Il problema centrale, anche per garantire nuovi posti di lavoro, resta quello dello sviluppo. In quali settori e come può crescere l’economia trentina?
Noi dobbiamo puntare sulle ricchezze che abbiamo. E innanzitutto penso che si debba aggredire in modo più incisivo il tema del turismo. Noi scontiamo rispetto all’Alto Adige 1 miliardo di Pil di differenza sul turismo. Non bastano piccole manutenzioni. La tassa di soggiorno ci allinea alle altre realtà regionali, ma questa non è una riforma sufficiente a superare questo gab.
Cosa serve allora?
La tassa di scopo, ovvero la tassa sul turismo che non si è mai voluta introdurre. Se si vuole guardare alle buone pratiche del Tirolo e dell’Austria ci si rende conto che la compartecipazione diffusa alla creazione di un’industria dell’ospitalità è stata adottata. Dobbiamo fare un piano straordinario di rilancio delle strutture ricettive: albergatori e impiantisti non possono seguire solo un modello pubblico-dipendente. La partecipazione al sostegno del distretto turistico però non dovrà essere limitata alle categorie che vivono direttamente di turismo, ma vanno coinvolte categorie del commercio, professionisti, affittacamere, che comunque godono del turismo. È un problema pedagogico e culturale, vanno coinvolti il geometra, il libero professionista, l’artigiano per costruire un budget di decine di milioni di euro di risorse private che servono ad aumentare la competitività del territorio.
Anche il settore manifatturiero è debole. Cosa si può fare?
Il livello di esportazioni è bassissimo e in mano solo a 20-25 grandi aziende. Mancano filiere di imprese. L’unico modo è rafforzare il ruolo di Trentino Sviluppo che fino ad ora non ha fatto quello che ci aspettavamo: ovvero andare a intercettare le imprese fuori dal Trentino promuovendo i vantaggi offerti dal nostro territorio. Quindi un riassetto della mission va fatto. Poi, servono investitori che vengono qui a fare economia: è quello che cerchiamo di fare con meccatronica. Ma abbiamo anche un altro problema: quando non c’è la Provincia a finanziare, dov’è il privato? Sarebbe bene che ci fosse un richiamo forte della giunta al sistema finanziario trentino. Dove sono Isa, Finanziaria Trentina, l’Itas, la finanza della cooperazione? Questi invece di sostenere le imprese sul territorio hanno fatto troppi affari sul fronte della rendita o investono fuori dal Trentino perché rende di più. Quando abbiamo costituito il fondo strategico non si sono fatte vedere. Dove sono i tanti soldi immessi dalla Provincia nel sistema? Perché oggi non vengono messi in circolo per aiutare le imprese a crescere?

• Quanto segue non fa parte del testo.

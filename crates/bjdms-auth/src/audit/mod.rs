//! Audit event pipeline.
//!
//! Flows hand [`DomainEvent`](bjdms_core::events::DomainEvent)s to the
//! dispatcher, which queues them and persists them off the request path.

pub mod dispatcher;

pub use dispatcher::AuditDispatcher;
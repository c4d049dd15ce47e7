//! # bjdms-auth
//!
//! Authentication, session, and jurisdiction-scoped authorization core for
//! BJDMS.
//!
//! ## Modules
//!
//! - `jwt`: dual-secret access/refresh token issuance and verification
//! - `password`: Argon2id hashing and password/phone policy
//! - `lockout`: failed-login counting on top of the credential store
//! - `session`: session liveness and revocation markers in the cache
//! - `guard`: per-request bearer token gate
//! - `scope`: jurisdiction subtree checks
//! - `audit`: bounded, non-blocking audit event pipeline
//! - `service`: login, refresh, and logout orchestration

pub mod audit;
pub mod guard;
pub mod jwt;
pub mod lockout;
pub mod password;
pub mod scope;
pub mod service;
pub mod session;
#[cfg(any(test, feature = "testing"))]
pub mod testing;

mod deadline;

pub use audit::AuditDispatcher;
pub use guard::AuthGuard;
pub use jwt::{Claims, JwtDecoder, JwtEncoder, TokenError, TokenType};
pub use lockout::LockoutPolicy;
pub use password::{PasswordHasher, PasswordValidator};
pub use scope::ScopeChecker;
pub use service::{AuthService, LoginResult, LogoutOutcome, RefreshResult};
pub use session::SessionStore;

In questo anno nel centrosinistra autonomista ci sono state forti fibrillazioni. Ogni partito sembra guardare solo a sé e il presidente Rossi si muove più da leader del Patt che della coalizione. Andrete avanti così per altri 4 anni?
Questa coalizione assomiglia sempre più a un patto negoziale a scadenza, dove tre partiti negoziano un accordo e cercano di adempiere alle obbligazioni assunte. Il Pd trentino non ha ancora superato la sciagura delle primarie perse, perché è ancora un partito stratificato. E così sta avvenendo che un cittadino di fronte a una situazione in cui non è chiaro un progetto comune della coalizione cerca di avvicinarsi di più a chi presume possa risolvere prima il suo problema. E questa è la logica che sta gonfiando il Patt. Spero per questo che il Pd lanci una fase costituente della coalizione per dire quali sono gli elementi fondativi di un nuovo patto politico basato su alcuni punti forti. E su questo fronte mi auguro che l’Upt sciolga i suoi nodi per fare delle proposte comuni.